= YOUR OBJECTIVE =
Every word of every entry must be retyped exactly.

-- Opening Marker --

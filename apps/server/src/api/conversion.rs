use std::sync::Arc;

use axum::{
    extract::{rejection::QueryRejection, Query, State},
    routing::get,
    Json, Router,
};
use coinbridge_market_data::ConversionOutcome;
use serde::Deserialize;

use crate::{
    error::{ApiError, ApiResult},
    main_lib::AppState,
};

fn default_amount() -> f64 {
    1.0
}

#[derive(Deserialize)]
struct ConvertQuery {
    #[serde(alias = "from")]
    from_symbol: String,
    #[serde(alias = "to")]
    to_symbol: String,
    #[serde(default = "default_amount")]
    amount: f64,
    #[serde(default)]
    debug: bool,
}

/// Conversion outcome as-is; structured failures are returned with 200.
///
/// Only a malformed query string is an error response.
async fn convert(
    query: Result<Query<ConvertQuery>, QueryRejection>,
    State(state): State<Arc<AppState>>,
) -> ApiResult<Json<ConversionOutcome>> {
    let Query(query) = query.map_err(|e| ApiError::BadRequest(e.body_text()))?;
    let outcome = state
        .converter
        .convert(&query.from_symbol, &query.to_symbol, query.amount, query.debug)
        .await;
    if let Some(code) = outcome.error_code() {
        tracing::info!(
            "Conversion {} -> {} failed: {}",
            query.from_symbol,
            query.to_symbol,
            code
        );
    }
    Ok(Json(outcome))
}

pub fn router() -> Router<Arc<AppState>> {
    Router::new().route("/convert", get(convert))
}
//! Recognition model (topic) definitions.
//!
//! SpeechKit selects its language model through the `topic` query parameter.
//! Only one topic can be used per request.

use serde::{Deserialize, Serialize};

/// Represents a supported recognition topic
#[derive(Debug, Clone, Copy, PartialEq, Eq, Hash, Default, Serialize, Deserialize)]
pub enum RecognitionTopic {
    /// Current general-purpose model
    #[default]
    #[serde(rename = "general")]
    General,
    /// Release candidate of the next general model
    #[serde(rename = "general:rc")]
    GeneralRc,
    /// Previous general model
    #[serde(rename = "general:deprecated")]
    GeneralDeprecated,
}

impl RecognitionTopic {
    /// Returns the topic identifier sent to the API
    pub fn id(&self) -> &'static str {
        match self {
            RecognitionTopic::General => "general",
            RecognitionTopic::GeneralRc => "general:rc",
            RecognitionTopic::GeneralDeprecated => "general:deprecated",
        }
    }

    /// Returns a human-readable description of the topic
    pub fn description(&self) -> &'static str {
        match self {
            RecognitionTopic::General => "General (current model)",
            RecognitionTopic::GeneralRc => "General RC (release candidate)",
            RecognitionTopic::GeneralDeprecated => "General (previous model)",
        }
    }

    /// Returns all available topics
    pub fn all() -> &'static [Self] {
        &[
            RecognitionTopic::General,
            RecognitionTopic::GeneralRc,
            RecognitionTopic::GeneralDeprecated,
        ]
    }
}

impl std::fmt::Display for RecognitionTopic {
    fn fmt(&self, f: &mut std::fmt::Formatter<'_>) -> std::fmt::Result {
        f.write_str(self.id())
    }
}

-- Closing Marker --

= COMPLETED EXERCISE =
filename apps/server/src/api/conversion.rs
use std::sync::Arc;

use axum::{
    extract::{rejection::QueryRejection, Query, State},
    routing::get,
    Json, Router,
};
use coinbridge_market_data::ConversionOutcome;
use serde::Deserialize;

use crate::{
    error::{ApiError, ApiResult},
    main_lib::AppState,
};

fn default_amount() -> f64 {
    1.0
}

#[derive(Deserialize)]
struct ConvertQuery {
    #[serde(alias = "from")]
    from_symbol: String,
    #[serde(alias = "to")]
    to_symbol: String,
    #[serde(default = "default_amount")]
    amount: f64,
    #[serde(default)]
    debug: bool,
}

/// Conversion outcome as-is; structured failures are returned with 200.
///
/// Only a malformed query string is an error response.
async fn convert(
    query: Result<Query<ConvertQuery>, QueryRejection>,
    State(state): State<Arc<AppState>>,
) -> ApiResult<Json<ConversionOutcome>> {
    let Query(query) = query.map_err(|e| ApiError::BadRequest(e.body_text()))?;
    let outcome = state
        .converter
        .convert(&query.from_symbol, &query.to_symbol, query.amount, query.debug)
        .await;
    if let Some(code) = outcome.error_code() {
        tracing::info!(
            "Conversion {} -> {} failed: {}",
            query.from_symbol,
            query.to_symbol,
            code
        );
    }
    Ok(Json(outcome))
}

pub fn router() -> Router<Arc<AppState>> {
    Router::new().route("/convert", get(convert))
}
//! Recognition model (topic) definitions.
//!
//! SpeechKit selects its language model through the `topic` query parameter.
//! Only one topic can be used per request.

use serde::{Deserialize, Serialize};

/// Represents a supported recognition topic
#[derive(Debug, Clone, Copy, PartialEq, Eq, Hash, Default, Serialize, Deserialize)]
pub enum RecognitionTopic {
    /// Current general-purpose model
    #[default]
    #[serde(rename = "general")]
    General,
    /// Release candidate of the next general model
    #[serde(rename = "general:rc")]
    GeneralRc,
    /// Previous general model
    #[serde(rename = "general:deprecated")]
    GeneralDeprecated,
}

impl RecognitionTopic {
    /// Returns the topic identifier sent to the API
    pub fn id(&self) -> &'static str {
        match self {
            RecognitionTopic::General => "general",
            RecognitionTopic::GeneralRc => "general:rc",
            RecognitionTopic::GeneralDeprecated => "general:deprecated",
        }
    }

    /// Returns a human-readable description of the topic
    pub fn description(&self) -> &'static str {
        match self {
            RecognitionTopic::General => "General (current model)",
            RecognitionTopic::GeneralRc => "General RC (release candidate)",
            RecognitionTopic::GeneralDeprecated => "General (previous model)",
        }
    }

    /// Returns all available topics
    pub fn all() -> &'static [Self] {
        &[
            RecognitionTopic::General,
            RecognitionTopic::GeneralRc,
            RecognitionTopic::GeneralDeprecated,
        ]
    }
}

impl std::fmt::Display for RecognitionTopic {
    fn fmt(&self, f: &mut std::fmt::Formatter<'_>) -> std::fmt::Result {
        f.write_str(self.id())
    }
}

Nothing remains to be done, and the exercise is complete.